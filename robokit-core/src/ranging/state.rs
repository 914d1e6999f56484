//! Per-sensor ranging state, updated once per sampling cycle

use super::watch::WatchRegistry;
use super::window::RoundTripWindow;
use crate::units::{DistanceUnit, MAX_TRAVEL_TIME_US};

/// Everything the sampling loop and the query facade share for one sensor
///
/// The window is fed asynchronously by echo capture; `cycle` is called on
/// the sampling cadence and performs the bookkeeping steps in order:
/// synthesize a timeout sample if the window went stale, trim to the
/// window size, recompute the cached median, evaluate the watches.
///
/// `H` is the watch payload type (see [`WatchRegistry`]).
#[derive(Debug)]
pub struct RangingState<H> {
    window: RoundTripWindow,
    median_travel_us: u32,
    watches: WatchRegistry<H>,
}

impl<H> RangingState<H> {
    /// Fresh state: sentinel-seeded window, max-range median, no watches
    pub fn new() -> Self {
        Self {
            window: RoundTripWindow::new(),
            median_travel_us: MAX_TRAVEL_TIME_US,
            watches: WatchRegistry::new(),
        }
    }

    /// Feed a real echo measurement into the window
    ///
    /// Safe to call between any two cycles; admission policy is the
    /// window's (drop when out of range or at pending capacity).
    pub fn record_echo(&mut self, timestamp_ms: u64, travel_time_us: u32) -> bool {
        self.window.record(timestamp_ms, travel_time_us)
    }

    /// Register a proximity watch; `false` when the registry is full
    pub fn register_watch(&mut self, threshold_us: u32, handler: H) -> bool {
        self.watches.register(threshold_us, handler)
    }

    /// Run one sampling cycle's state update
    ///
    /// `max_age_ms` is the staleness horizon (cadence plus jitter slack).
    /// `notify` receives the payload and threshold of every watch that
    /// fires this cycle.
    pub fn cycle(&mut self, now_ms: u64, max_age_ms: u64, notify: impl FnMut(&H, u32)) {
        if self.window.is_stale(now_ms, max_age_ms) {
            self.window.record_timeout(now_ms);
        }
        self.window.trim();
        self.median_travel_us = self.window.median_travel_time_us();
        self.watches.evaluate(self.median_travel_us, notify);
    }

    /// Median round trip cached by the last `cycle` call
    pub fn median_travel_us(&self) -> u32 {
        self.median_travel_us
    }

    /// Cached median converted to a distance
    pub fn distance_in(&self, unit: DistanceUnit) -> u32 {
        unit.distance_from_travel_time(self.median_travel_us)
    }

    /// Whether the cached median reads strictly closer than `distance`
    pub fn is_closer_than(&self, distance: u32, unit: DistanceUnit) -> bool {
        self.distance_in(unit) < distance
    }

    pub fn watch_count(&self) -> usize {
        self.watches.len()
    }
}

impl<H> Default for RangingState<H> {
    fn default() -> Self {
        Self::new()
    }
}
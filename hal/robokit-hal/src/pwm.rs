//! PWM channel bank abstraction
//!
//! The driver board exposes a bank of PWM channels (a PCA9685 or similar)
//! that motors, servos and steppers are wired to. The bank is programmed
//! per channel with 12-bit on/off tick counts within the PWM frame.
//!
//! Frequency and prescaler programming is the platform's job and happens
//! before any driver touches the bank; drivers only issue per-channel
//! writes.

/// Number of channels on the board's PWM device
pub const PWM_CHANNEL_COUNT: u8 = 16;

/// A bank of PWM output channels
///
/// Implementations translate the on/off tick counts into the device's
/// register writes. Writes to channels outside `0..PWM_CHANNEL_COUNT`
/// must be ignored.
pub trait PwmChannels {
    /// Program one channel's on and off tick counts (0..=4095)
    fn set_channel(&mut self, channel: u8, on_ticks: u16, off_ticks: u16);

    /// Drive a channel fully off
    fn clear_channel(&mut self, channel: u8) {
        self.set_channel(channel, 0, 0);
    }
}

impl<P: PwmChannels + ?Sized> PwmChannels for &mut P {
    fn set_channel(&mut self, channel: u8, on_ticks: u16, off_ticks: u16) {
        P::set_channel(self, channel, on_ticks, off_ticks);
    }
}
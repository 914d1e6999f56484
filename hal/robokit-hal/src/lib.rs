//! Robokit Hardware Abstraction Layer
//!
//! This crate defines the trait seams between the driver-board logic and
//! the platform it runs on. The drivers in `robokit-drivers` are generic
//! over these traits, so the same code runs against a real board or
//! against test doubles on the host.
//!
//! # Traits
//!
//! - [`gpio::OutputPin`] - Digital output (sonar trigger line)
//! - [`pwm::PwmChannels`] - Per-channel on/off writes on the board's PWM device
//! - [`pulse::PulseCapture`] - Echo pulse duration measurement
//! - [`time::Clock`] - Free-running monotonic clock

#![no_std]
#![deny(unsafe_code)]

pub mod gpio;
pub mod pulse;
pub mod pwm;
pub mod time;

// Re-export key traits at crate root for convenience
pub use gpio::OutputPin;
pub use pulse::PulseCapture;
pub use pwm::PwmChannels;
pub use time::Clock;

=-=-=-=-=

When you reach the line holding "to a distance" in the records above, begin reproducing exactly, stop after the line holding "fn clear_channel(&mut self, channel: u8)", and output nothing else.

[ANSWER SPACE]
    /// Cached median converted to a distance
    pub fn distance_in(&self, unit: DistanceUnit) -> u32 {
        unit.distance_from_travel_time(self.median_travel_us)
    }

    /// Whether the cached median reads strictly closer than `distance`
    pub fn is_closer_than(&self, distance: u32, unit: DistanceUnit) -> bool {
        self.distance_in(unit) < distance
    }

    pub fn watch_count(&self) -> usize {
        self.watches.len()
    }
}

impl<H> Default for RangingState<H> {
    fn default() -> Self {
        Self::new()
    }
}
filename hal/robokit-hal/src/pwm.rs
//! PWM channel bank abstraction
//!
//! The driver board exposes a bank of PWM channels (a PCA9685 or similar)
//! that motors, servos and steppers are wired to. The bank is programmed
//! per channel with 12-bit on/off tick counts within the PWM frame.
//!
//! Frequency and prescaler programming is the platform's job and happens
//! before any driver touches the bank; drivers only issue per-channel
//! writes.

/// Number of channels on the board's PWM device
pub const PWM_CHANNEL_COUNT: u8 = 16;

/// A bank of PWM output channels
///
/// Implementations translate the on/off tick counts into the device's
/// register writes. Writes to channels outside `0..PWM_CHANNEL_COUNT`
/// must be ignored.
pub trait PwmChannels {
    /// Program one channel's on and off tick counts (0..=4095)
    fn set_channel(&mut self, channel: u8, on_ticks: u16, off_ticks: u16);

    /// Drive a channel fully off
    fn clear_channel(&mut self, channel: u8) {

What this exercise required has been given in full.